Collection entries:
════

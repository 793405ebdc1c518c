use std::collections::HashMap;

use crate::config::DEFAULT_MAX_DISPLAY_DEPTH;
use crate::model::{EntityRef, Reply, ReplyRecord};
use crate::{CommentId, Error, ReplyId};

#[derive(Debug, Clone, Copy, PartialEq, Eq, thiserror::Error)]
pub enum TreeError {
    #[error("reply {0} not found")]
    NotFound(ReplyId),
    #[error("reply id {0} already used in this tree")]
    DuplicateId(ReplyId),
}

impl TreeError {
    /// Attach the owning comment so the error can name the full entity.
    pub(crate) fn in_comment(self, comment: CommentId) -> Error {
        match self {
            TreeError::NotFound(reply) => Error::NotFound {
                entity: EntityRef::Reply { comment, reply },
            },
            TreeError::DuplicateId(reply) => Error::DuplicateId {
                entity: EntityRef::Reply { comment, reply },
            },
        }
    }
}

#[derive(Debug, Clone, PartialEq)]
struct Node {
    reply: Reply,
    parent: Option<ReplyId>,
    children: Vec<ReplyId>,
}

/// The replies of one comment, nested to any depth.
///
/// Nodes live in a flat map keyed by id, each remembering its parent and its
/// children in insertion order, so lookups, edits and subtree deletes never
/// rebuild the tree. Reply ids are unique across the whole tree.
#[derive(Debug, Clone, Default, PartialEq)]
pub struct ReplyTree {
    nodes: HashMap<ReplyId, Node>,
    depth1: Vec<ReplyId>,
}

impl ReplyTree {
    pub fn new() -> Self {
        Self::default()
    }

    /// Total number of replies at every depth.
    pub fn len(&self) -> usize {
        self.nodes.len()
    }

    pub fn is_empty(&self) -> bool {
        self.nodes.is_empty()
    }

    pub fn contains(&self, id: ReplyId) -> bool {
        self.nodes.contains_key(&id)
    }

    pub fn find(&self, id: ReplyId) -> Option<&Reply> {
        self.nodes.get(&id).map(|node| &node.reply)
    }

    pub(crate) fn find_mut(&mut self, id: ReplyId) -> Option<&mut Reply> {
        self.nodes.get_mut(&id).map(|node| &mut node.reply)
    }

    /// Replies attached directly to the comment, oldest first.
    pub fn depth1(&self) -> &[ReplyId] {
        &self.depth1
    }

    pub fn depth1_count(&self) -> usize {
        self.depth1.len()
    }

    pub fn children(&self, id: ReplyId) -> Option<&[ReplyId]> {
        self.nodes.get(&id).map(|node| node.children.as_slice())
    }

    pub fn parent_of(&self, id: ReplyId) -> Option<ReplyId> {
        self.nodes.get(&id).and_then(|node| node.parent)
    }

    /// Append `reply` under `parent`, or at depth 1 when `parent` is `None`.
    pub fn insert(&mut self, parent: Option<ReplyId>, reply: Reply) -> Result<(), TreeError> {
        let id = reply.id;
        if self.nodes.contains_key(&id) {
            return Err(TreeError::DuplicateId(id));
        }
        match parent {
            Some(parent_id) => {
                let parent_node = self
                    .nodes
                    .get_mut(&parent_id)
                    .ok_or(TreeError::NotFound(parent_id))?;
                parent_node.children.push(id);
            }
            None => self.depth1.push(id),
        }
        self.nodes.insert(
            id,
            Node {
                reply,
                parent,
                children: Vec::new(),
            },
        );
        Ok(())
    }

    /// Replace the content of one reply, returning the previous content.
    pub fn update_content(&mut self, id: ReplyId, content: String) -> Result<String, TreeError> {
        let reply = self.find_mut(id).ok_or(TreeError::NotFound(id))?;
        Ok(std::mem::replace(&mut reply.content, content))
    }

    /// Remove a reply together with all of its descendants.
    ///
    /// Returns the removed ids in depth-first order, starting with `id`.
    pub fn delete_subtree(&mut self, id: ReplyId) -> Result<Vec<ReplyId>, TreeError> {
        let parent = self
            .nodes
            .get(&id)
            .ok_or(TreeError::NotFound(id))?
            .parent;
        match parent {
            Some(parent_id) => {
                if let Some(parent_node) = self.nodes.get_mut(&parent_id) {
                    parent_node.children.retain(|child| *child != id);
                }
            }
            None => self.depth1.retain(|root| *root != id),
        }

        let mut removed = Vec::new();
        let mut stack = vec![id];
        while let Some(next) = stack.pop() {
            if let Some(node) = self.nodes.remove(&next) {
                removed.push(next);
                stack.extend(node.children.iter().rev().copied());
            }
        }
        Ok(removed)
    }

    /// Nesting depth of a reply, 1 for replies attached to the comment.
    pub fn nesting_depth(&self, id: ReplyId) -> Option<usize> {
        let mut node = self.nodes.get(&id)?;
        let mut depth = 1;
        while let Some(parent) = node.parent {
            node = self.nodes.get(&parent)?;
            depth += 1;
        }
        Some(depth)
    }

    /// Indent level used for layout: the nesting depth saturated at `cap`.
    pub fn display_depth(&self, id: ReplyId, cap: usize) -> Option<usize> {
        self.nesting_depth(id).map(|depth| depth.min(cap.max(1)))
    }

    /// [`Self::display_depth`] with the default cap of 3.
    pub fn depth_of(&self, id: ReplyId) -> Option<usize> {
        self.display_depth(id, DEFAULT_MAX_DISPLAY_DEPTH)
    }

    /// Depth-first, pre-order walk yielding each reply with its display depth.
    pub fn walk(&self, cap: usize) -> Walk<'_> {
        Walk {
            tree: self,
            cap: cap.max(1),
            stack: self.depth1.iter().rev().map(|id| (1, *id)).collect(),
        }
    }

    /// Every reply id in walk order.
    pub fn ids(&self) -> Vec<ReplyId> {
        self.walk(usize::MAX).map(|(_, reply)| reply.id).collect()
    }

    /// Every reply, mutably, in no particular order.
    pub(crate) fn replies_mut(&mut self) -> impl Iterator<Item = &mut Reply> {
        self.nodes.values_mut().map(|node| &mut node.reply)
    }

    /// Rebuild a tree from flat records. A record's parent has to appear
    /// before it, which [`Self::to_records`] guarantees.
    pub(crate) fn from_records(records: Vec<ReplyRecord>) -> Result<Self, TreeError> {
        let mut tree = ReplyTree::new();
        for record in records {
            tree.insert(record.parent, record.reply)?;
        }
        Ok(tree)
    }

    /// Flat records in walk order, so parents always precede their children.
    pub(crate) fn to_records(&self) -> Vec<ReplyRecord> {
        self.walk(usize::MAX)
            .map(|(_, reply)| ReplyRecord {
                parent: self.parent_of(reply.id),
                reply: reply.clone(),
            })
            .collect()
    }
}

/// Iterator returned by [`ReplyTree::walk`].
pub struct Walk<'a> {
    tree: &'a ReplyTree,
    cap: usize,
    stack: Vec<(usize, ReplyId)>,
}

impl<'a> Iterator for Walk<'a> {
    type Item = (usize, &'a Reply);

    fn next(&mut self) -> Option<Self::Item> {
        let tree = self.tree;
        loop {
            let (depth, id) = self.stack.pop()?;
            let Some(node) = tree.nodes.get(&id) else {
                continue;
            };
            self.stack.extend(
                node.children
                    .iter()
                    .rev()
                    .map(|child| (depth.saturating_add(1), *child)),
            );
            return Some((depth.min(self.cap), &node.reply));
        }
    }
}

════

Copy down every record, keeping each one exact.

Written response:
repository 793405ebdc1c518c
use std::collections::HashMap;

use crate::config::DEFAULT_MAX_DISPLAY_DEPTH;
use crate::model::{EntityRef, Reply, ReplyRecord};
use crate::{CommentId, Error, ReplyId};

#[derive(Debug, Clone, Copy, PartialEq, Eq, thiserror::Error)]
pub enum TreeError {
    #[error("reply {0} not found")]
    NotFound(ReplyId),
    #[error("reply id {0} already used in this tree")]
    DuplicateId(ReplyId),
}

impl TreeError {
    /// Attach the owning comment so the error can name the full entity.
    pub(crate) fn in_comment(self, comment: CommentId) -> Error {
        match self {
            TreeError::NotFound(reply) => Error::NotFound {
                entity: EntityRef::Reply { comment, reply },
            },
            TreeError::DuplicateId(reply) => Error::DuplicateId {
                entity: EntityRef::Reply { comment, reply },
            },
        }
    }
}

#[derive(Debug, Clone, PartialEq)]
struct Node {
    reply: Reply,
    parent: Option<ReplyId>,
    children: Vec<ReplyId>,
}

/// The replies of one comment, nested to any depth.
///
/// Nodes live in a flat map keyed by id, each remembering its parent and its
/// children in insertion order, so lookups, edits and subtree deletes never
/// rebuild the tree. Reply ids are unique across the whole tree.
#[derive(Debug, Clone, Default, PartialEq)]
pub struct ReplyTree {
    nodes: HashMap<ReplyId, Node>,
    depth1: Vec<ReplyId>,
}

impl ReplyTree {
    pub fn new() -> Self {
        Self::default()
    }

    /// Total number of replies at every depth.
    pub fn len(&self) -> usize {
        self.nodes.len()
    }

    pub fn is_empty(&self) -> bool {
        self.nodes.is_empty()
    }

    pub fn contains(&self, id: ReplyId) -> bool {
        self.nodes.contains_key(&id)
    }

    pub fn find(&self, id: ReplyId) -> Option<&Reply> {
        self.nodes.get(&id).map(|node| &node.reply)
    }

    pub(crate) fn find_mut(&mut self, id: ReplyId) -> Option<&mut Reply> {
        self.nodes.get_mut(&id).map(|node| &mut node.reply)
    }

    /// Replies attached directly to the comment, oldest first.
    pub fn depth1(&self) -> &[ReplyId] {
        &self.depth1
    }

    pub fn depth1_count(&self) -> usize {
        self.depth1.len()
    }

    pub fn children(&self, id: ReplyId) -> Option<&[ReplyId]> {
        self.nodes.get(&id).map(|node| node.children.as_slice())
    }

    pub fn parent_of(&self, id: ReplyId) -> Option<ReplyId> {
        self.nodes.get(&id).and_then(|node| node.parent)
    }

    /// Append `reply` under `parent`, or at depth 1 when `parent` is `None`.
    pub fn insert(&mut self, parent: Option<ReplyId>, reply: Reply) -> Result<(), TreeError> {
        let id = reply.id;
        if self.nodes.contains_key(&id) {
            return Err(TreeError::DuplicateId(id));
        }
        match parent {
            Some(parent_id) => {
                let parent_node = self
                    .nodes
                    .get_mut(&parent_id)
                    .ok_or(TreeError::NotFound(parent_id))?;
                parent_node.children.push(id);
            }
            None => self.depth1.push(id),
        }
        self.nodes.insert(
            id,
            Node {
                reply,
                parent,
                children: Vec::new(),
            },
        );
        Ok(())
    }

    /// Replace the content of one reply, returning the previous content.
    pub fn update_content(&mut self, id: ReplyId, content: String) -> Result<String, TreeError> {
        let reply = self.find_mut(id).ok_or(TreeError::NotFound(id))?;
        Ok(std::mem::replace(&mut reply.content, content))
    }

    /// Remove a reply together with all of its descendants.
    ///
    /// Returns the removed ids in depth-first order, starting with `id`.
    pub fn delete_subtree(&mut self, id: ReplyId) -> Result<Vec<ReplyId>, TreeError> {
        let parent = self
            .nodes
            .get(&id)
            .ok_or(TreeError::NotFound(id))?
            .parent;
        match parent {
            Some(parent_id) => {
                if let Some(parent_node) = self.nodes.get_mut(&parent_id) {
                    parent_node.children.retain(|child| *child != id);
                }
            }
            None => self.depth1.retain(|root| *root != id),
        }

        let mut removed = Vec::new();
        let mut stack = vec![id];
        while let Some(next) = stack.pop() {
            if let Some(node) = self.nodes.remove(&next) {
                removed.push(next);
                stack.extend(node.children.iter().rev().copied());
            }
        }
        Ok(removed)
    }

    /// Nesting depth of a reply, 1 for replies attached to the comment.
    pub fn nesting_depth(&self, id: ReplyId) -> Option<usize> {
        let mut node = self.nodes.get(&id)?;
        let mut depth = 1;
        while let Some(parent) = node.parent {
            node = self.nodes.get(&parent)?;
            depth += 1;
        }
        Some(depth)
    }

    /// Indent level used for layout: the nesting depth saturated at `cap`.
    pub fn display_depth(&self, id: ReplyId, cap: usize) -> Option<usize> {
        self.nesting_depth(id).map(|depth| depth.min(cap.max(1)))
    }

    /// [`Self::display_depth`] with the default cap of 3.
    pub fn depth_of(&self, id: ReplyId) -> Option<usize> {
        self.display_depth(id, DEFAULT_MAX_DISPLAY_DEPTH)
    }

    /// Depth-first, pre-order walk yielding each reply with its display depth.
    pub fn walk(&self, cap: usize) -> Walk<'_> {
        Walk {
            tree: self,
            cap: cap.max(1),
            stack: self.depth1.iter().rev().map(|id| (1, *id)).collect(),
        }
    }

    /// Every reply id in walk order.
    pub fn ids(&self) -> Vec<ReplyId> {
        self.walk(usize::MAX).map(|(_, reply)| reply.id).collect()
    }

    /// Every reply, mutably, in no particular order.
    pub(crate) fn replies_mut(&mut self) -> impl Iterator<Item = &mut Reply> {
        self.nodes.values_mut().map(|node| &mut node.reply)
    }

    /// Rebuild a tree from flat records. A record's parent has to appear
    /// before it, which [`Self::to_records`] guarantees.
    pub(crate) fn from_records(records: Vec<ReplyRecord>) -> Result<Self, TreeError> {
        let mut tree = ReplyTree::new();
        for record in records {
            tree.insert(record.parent, record.reply)?;
        }
        Ok(tree)
    }

    /// Flat records in walk order, so parents always precede their children.
    pub(crate) fn to_records(&self) -> Vec<ReplyRecord> {
        self.walk(usize::MAX)
            .map(|(_, reply)| ReplyRecord {
                parent: self.parent_of(reply.id),
                reply: reply.clone(),
            })
            .collect()
    }
}

/// Iterator returned by [`ReplyTree::walk`].
pub struct Walk<'a> {
    tree: &'a ReplyTree,
    cap: usize,
    stack: Vec<(usize, ReplyId)>,
}

impl<'a> Iterator for Walk<'a> {
    type Item = (usize, &'a Reply);

    fn next(&mut self) -> Option<Self::Item> {
        let tree = self.tree;
        loop {
            let (depth, id) = self.stack.pop()?;
            let Some(node) = tree.nodes.get(&id) else {
                continue;
            };
            self.stack.extend(
                node.children
                    .iter()
                    .rev()
                    .map(|child| (depth.saturating_add(1), *child)),
            );
            return Some((depth.min(self.cap), &node.reply));
        }
    }
}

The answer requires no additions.